O sapo se salvara de morrer
preso numa lata e enterrado, vítima de um ritual de crendice rústica. Logo se
salvara das dentadas da cachorra Diamela que desenterrara a lata, casualmente
aberta, permitindo-lhe retornar à vida. E ficou ao sol, olhando o dia que
nascia para a pompa extraordinariamente
magnífica que a natureza mostrava naquela manhã, como se estivesse querendo
distrair à força de luz e de cores, a atenção de todos para que não pensassem,
para que não duvidassem, para que continuassem confiando sempre na eqüidade de
suas leis e no seu poder soberano.
Na verdade, sua lei fora
afrontada e seu poder desafiado pela morte violenta de Balbina. Balbina de cabelos pretos e
olhos lustrosos, quase uma menina. Apaixonada sem esperanças pelo inglês que
viera à América em busca de ossadas de índios para estudar, não consegue, na
sua simplicidade, entender os motivos que o levam a partir.
Vencido pela razão, Mister
James volta para seu país e para seus estudos e, jamais, saberá que deixou
atrás de si a tragédia.
Dela, o leitor será
informado no capítulo trinta e dois, o último do romance e que mal chega a três
páginas. E essas, parecem tratar de Diamela, a cachorra da casa.
Começa por contar que mal
amanhecia quando Diamela acordou sobressaltada. Diz o narrador que talvez tenha
ouvido um barulho, talvez tenha pensado que ouviu. Mas, ela não torna a dormir
e começa seu dia se coçando antes de seguir o rastro que a intrigava e que a
leva até o salgueiro.
Já estava bem próximo à
árvore quando se assustou pensando ser uma cobra o laço que serpenteava no
chão.
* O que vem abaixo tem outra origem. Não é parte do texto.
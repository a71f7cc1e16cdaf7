mod database;
mod error;
mod model;
mod service;
mod validate;

use actix_web::{middleware::Logger, web, App, HttpResponse, HttpServer};
use database::{Database, FilmDb, UserDb};
use error::Error;
use model::{Film, User};
use serde::Deserialize;

type Db = web::Data<Database>;

async fn get_films(db: Db) -> HttpResponse {
    HttpResponse::Ok().json(db.get_films())
}

async fn get_film(path: web::Path<u64>, db: Db) -> Result<HttpResponse, Error> {
    let film = service::film_by_id(db.get_ref(), path.into_inner())?;
    Ok(HttpResponse::Ok().json(film))
}

async fn create_film(film: web::Json<Film>, db: Db) -> Result<HttpResponse, Error> {
    let film = service::create_film(db.get_ref(), film.into_inner())?;
    Ok(HttpResponse::Ok().json(film))
}

async fn update_film(film: web::Json<Film>, db: Db) -> Result<HttpResponse, Error> {
    let film = service::update_film(db.get_ref(), film.into_inner())?;
    Ok(HttpResponse::Ok().json(film))
}

async fn delete_film(path: web::Path<u64>, db: Db) -> Result<HttpResponse, Error> {
    let remaining = service::delete_film(db.get_ref(), path.into_inner())?;
    Ok(HttpResponse::Ok().json(remaining))
}

async fn add_like(path: web::Path<(u64, u64)>, db: Db) -> Result<HttpResponse, Error> {
    let (film_id, user_id) = path.into_inner();
    let film = service::set_like(db.get_ref(), film_id, user_id, true)?;
    Ok(HttpResponse::Ok().json(film))
}

async fn remove_like(path: web::Path<(u64, u64)>, db: Db) -> Result<HttpResponse, Error> {
    let (film_id, user_id) = path.into_inner();
    let film = service::set_like(db.get_ref(), film_id, user_id, false)?;
    Ok(HttpResponse::Ok().json(film))
}

#[derive(Deserialize)]
struct PopularQuery {
    #[serde(default = "default_count")]
    count: usize,
}

fn default_count() -> usize {
    10
}

async fn popular_films(query: web::Query<PopularQuery>, db: Db) -> Result<HttpResponse, Error> {
    let films = service::popular_films(db.get_ref(), query.count)?;
    Ok(HttpResponse::Ok().json(films))
}

async fn get_users(db: Db) -> HttpResponse {
    HttpResponse::Ok().json(db.get_users())
}

async fn get_user(path: web::Path<u64>, db: Db) -> Result<HttpResponse, Error> {
    let user = service::user_by_id(db.get_ref(), path.into_inner())?;
    Ok(HttpResponse::Ok().json(user))
}

async fn create_user(user: web::Json<User>, db: Db) -> Result<HttpResponse, Error> {
    let user = service::create_user(db.get_ref(), user.into_inner())?;
    Ok(HttpResponse::Ok().json(user))
}

async fn update_user(user: web::Json<User>, db: Db) -> Result<HttpResponse, Error> {
    let user = service::update_user(db.get_ref(), user.into_inner())?;
    Ok(HttpResponse::Ok().json(user))
}

async fn add_friend(path: web::Path<(u64, u64)>, db: Db) -> Result<HttpResponse, Error> {
    let (user_id, friend_id) = path.into_inner();
    service::set_friendship(db.get_ref(), user_id, friend_id, true)?;
    Ok(HttpResponse::Ok().finish())
}

async fn remove_friend(path: web::Path<(u64, u64)>, db: Db) -> Result<HttpResponse, Error> {
    let (user_id, friend_id) = path.into_inner();
    service::set_friendship(db.get_ref(), user_id, friend_id, false)?;
    Ok(HttpResponse::Ok().finish())
}

async fn get_friends(path: web::Path<u64>, db: Db) -> Result<HttpResponse, Error> {
    let friends = service::friends_of(db.get_ref(), path.into_inner())?;
    Ok(HttpResponse::Ok().json(friends))
}

async fn mutual_friends(path: web::Path<(u64, u64)>, db: Db) -> Result<HttpResponse, Error> {
    let (user_id, other_id) = path.into_inner();
    let friends = service::mutual_friends(db.get_ref(), user_id, other_id)?;
    Ok(HttpResponse::Ok().json(friends))
}

// "/films/popular" and ".../friends/common/..." are registered before the
// routes with an id segment in the same position, so the literal wins.
fn routes(cfg: &mut web::ServiceConfig) {
    cfg.app_data(web::JsonConfig::default().error_handler(|err, _| {
        Error::validation(err.to_string()).into()
    }))
    .app_data(web::PathConfig::default().error_handler(|err, _| {
        Error::validation(err.to_string()).into()
    }))
    .route("/films", web::get().to(get_films))
    .route("/films", web::post().to(create_film))
    .route("/films", web::put().to(update_film))
    .route("/films/popular", web::get().to(popular_films))
    .route("/films/{id}", web::get().to(get_film))
    .route("/films/{id}", web::delete().to(delete_film))
    .route("/films/{id}/like/{user_id}", web::put().to(add_like))
    .route("/films/{id}/like/{user_id}", web::delete().to(remove_like))
    .route("/users", web::get().to(get_users))
    .route("/users", web::post().to(create_user))
    .route("/users", web::put().to(update_user))
    .route("/users/{id}", web::get().to(get_user))
    .route("/users/{id}/friends", web::get().to(get_friends))
    .route(
        "/users/{id}/friends/common/{other_id}",
        web::get().to(mutual_friends),
    )
    .route("/users/{id}/friends/{friend_id}", web::put().to(add_friend))
    .route(
        "/users/{id}/friends/{friend_id}",
        web::delete().to(remove_friend),
    );
}

#[actix_web::main]
async fn main() -> std::io::Result<()> {
    std::env::set_var("RUST_LOG", "filmster=debug,actix_web=info");
    std::env::set_var("RUST_BACKTRACE", "1");
    env_logger::init();

    let db = web::Data::new(Database::new());
    HttpServer::new(move || {
        App::new()
            .wrap(Logger::default())
            .app_data(db.clone())
            .configure(routes)
    })
    .bind("127.0.0.1:8080")?
    .run()
    .await
}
Ali perto, uma cadeira tombada e um pequeno chinelo de Balbina.
A cachorra levantou os
olhos, fez festa mas, não recebendo atenção, continuou a explorar moitas e
macegas o que a levou à terra recentemente removida onde, cavoucando, encontrou
a caixa em que estava preso o sapo. Quis mordê-lo quando a caixa se abriu mas,
o largou logo. Ou por nojo ou porque, naquele momento, se ouviram os gritos da
mãe de Balbina.
O foco narrativo se fixa
então, no sapo, olhando para a manhã que se inicia e o romance de Benito Lynch
termina sem que tenha sido mencionada a palavra morte ou a impressionante
figura da menina enforcada.
Nas breves linhas em que
dela se trata, é somente sugerida a sua ação pelo despertar de Diamela. O corpo
pendurado da árvore é reconhecido pela cachorra e a informação sobre sua morte
dada a partir da cadeira caída e do chinelo também ali caído. Sobretudo, a
partir do desinteresse de Diamela quando não teve o menor gesto de simpatia ou
de retribuição à alegria que demonstrara.
Um mundo pleno de vida e de
luz e de pássaros onde irrompem os gritos - alaridos
selvagem, ulular de uma fera - que exprimem a dor materna diante
da terrível cena que ao leitor é subtraída, deixando, no entanto, entrever,
embora apenas insinuado, o que se passa nessa zona de sombras.
Em El inglés de los güesos a zona de sombras se inscreve num mundo de
luz em que a vida segue o seu curso.
Em 1987, O inglês dos ossos foi publicado pela
Editora Tchê! de Porto Alegre, 63 anos depois da primeira edição argentina.